▸ SOURCE MATERIAL
*****

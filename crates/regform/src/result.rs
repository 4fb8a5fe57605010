//! Outcome of a validation pass

use std::collections::BTreeMap;

use serde::Serialize;

use crate::field::Field;

/// A single field that failed, with the message of its first failing check
#[derive(Debug, Clone, PartialEq, Eq, Serialize, thiserror::Error)]
#[error("{field}: {message}")]
pub struct ValidationFailure {
    pub field: Field,
    pub message: String,
}

/// Field-to-message map of a validation pass
///
/// A field that is not in the map passed. An empty map means the whole form
/// is valid. Iteration follows field declaration order.
#[derive(Debug, Clone, Default, PartialEq, Eq, Serialize)]
#[serde(transparent)]
pub struct ValidationResult {
    errors: BTreeMap<Field, String>,
}

impl ValidationResult {
    /// Create a successful validation result
    pub fn success() -> Self {
        Self::default()
    }

    /// Check if every field passed
    pub fn is_valid(&self) -> bool {
        self.errors.is_empty()
    }

    /// Check if there are any errors
    pub fn has_errors(&self) -> bool {
        !self.errors.is_empty()
    }

    /// Number of failing fields
    pub fn len(&self) -> usize {
        self.errors.len()
    }

    pub fn is_empty(&self) -> bool {
        self.errors.is_empty()
    }

    /// Get the error for a specific field
    pub fn error(&self, field: Field) -> Option<&str> {
        self.errors.get(&field).map(String::as_str)
    }

    pub fn fields(&self) -> impl Iterator<Item = Field> + '_ {
        self.errors.keys().copied()
    }

    pub fn iter(&self) -> impl Iterator<Item = (Field, &str)> + '_ {
        self.errors.iter().map(|(field, message)| (*field, message.as_str()))
    }

    /// Record a failure; a field keeps the first message it was given
    pub fn insert(&mut self, field: Field, message: impl Into<String>) {
        self.errors.entry(field).or_insert_with(|| message.into());
    }

    pub fn into_failures(self) -> Vec<ValidationFailure> {
        self.errors
            .into_iter()
            .map(|(field, message)| ValidationFailure { field, message })
            .collect()
    }
}

impl From<ValidationFailure> for ValidationResult {
    fn from(failure: ValidationFailure) -> Self {
        let mut result = Self::success();
        result.insert(failure.field, failure.message);
        result
    }
}

impl FromIterator<ValidationFailure> for ValidationResult {
    fn from_iter<I: IntoIterator<Item = ValidationFailure>>(iter: I) -> Self {
        let mut result = Self::success();
        for failure in iter {
            result.insert(failure.field, failure.message);
        }
        result
    }
}
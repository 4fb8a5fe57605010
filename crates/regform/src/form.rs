//! Form state: the one in-flight set of values plus the rules and handler
//! that act on it.

use chrono::{DateTime, Utc};

use crate::config::FormConfig;
use crate::error::{FormError, Result};
use crate::field::Field;
use crate::result::ValidationFailure;
use crate::rules::RuleSet;
use crate::submit::{SubmissionHandler, SubmissionOutcome};
use crate::values::FormValues;

/// A registration form being filled in
///
/// Keystrokes go through [`update`](Self::update), which applies the field's
/// mask. [`submit`](Self::submit) validates every field, and only when all of
/// them pass hands the values to the submission handler and clears the form.
#[derive(Debug)]
pub struct RegistrationForm {
    values: FormValues,
    rules: RuleSet,
    handler: SubmissionHandler,
}

impl RegistrationForm {
    /// Empty form with the registration rules and tracing collaborators
    pub fn new(config: &FormConfig) -> Self {
        Self::with_handler(config, SubmissionHandler::new(config))
    }

    pub fn with_handler(config: &FormConfig, handler: SubmissionHandler) -> Self {
        Self {
            values: FormValues::default(),
            rules: RuleSet::registration(config),
            handler,
        }
    }

    pub fn values(&self) -> &FormValues {
        &self.values
    }

    pub fn rules(&self) -> &RuleSet {
        &self.rules
    }

    /// Store the new text of `field`, masked if the field has a mask
    ///
    /// Returns the value as stored.
    pub fn update(&mut self, field: Field, raw: &str) -> &str {
        let value = match field.mask() {
            Some(mask) => mask.apply(raw),
            None => raw.to_string(),
        };
        self.values.set(field, value);
        self.values.get(field)
    }

    /// [`update`](Self::update) addressed by wire key
    pub fn update_named(&mut self, name: &str, raw: &str) -> Result<&str> {
        let field: Field = name.parse()?;
        Ok(self.update(field, raw))
    }

    /// Validate one field against the current clock
    pub fn validate_field(&self, field: Field) -> Option<ValidationFailure> {
        self.rules.validate_field(field, &self.values, Utc::now())
    }

    /// Validate and, if valid, submit and reset
    pub fn submit(&mut self) -> Result<SubmissionOutcome> {
        self.submit_at(Utc::now())
    }

    /// [`submit`](Self::submit) with validation evaluated as of `now`
    ///
    /// On failure the values are kept so the user can correct them.
    pub fn submit_at(&mut self, now: DateTime<Utc>) -> Result<SubmissionOutcome> {
        let result = self.rules.validate_at(&self.values, now);
        if result.has_errors() {
            return Err(FormError::Invalid(result));
        }

        let outcome = self.handler.submit(&self.values)?;
        self.reset();
        Ok(outcome)
    }

    /// Clear every field back to empty
    pub fn reset(&mut self) {
        self.values = FormValues::default();
    }
}
//! String validation functions
//!
//! Lengths are counted in characters, not bytes, so "José" is four long.

/// Number of characters in `s`
pub fn char_len(s: &str) -> usize {
    s.chars().count()
}

/// A required value is present when it is non-empty. Whitespace counts.
pub fn is_present(s: &str) -> bool {
    !s.is_empty()
}

pub fn has_min_length(s: &str, min: usize) -> bool {
    char_len(s) >= min
}

pub fn has_max_length(s: &str, max: usize) -> bool {
    char_len(s) <= max
}

pub fn has_length_between(s: &str, min: usize, max: usize) -> bool {
    let len = char_len(s);
    len >= min && len <= max
}

/// Enum/value restriction
pub fn is_one_of(value: &str, allowed: &[&str]) -> bool {
    allowed.contains(&value)
}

*****

▸ TRY IT
Show every line above in which the word "Debug" occurs.

▸ TASK ANSWER
#[derive(Debug, Clone, PartialEq, Eq, Serialize, thiserror::Error)]
#[derive(Debug, Clone, Default, PartialEq, Eq, Serialize)]
#[derive(Debug)]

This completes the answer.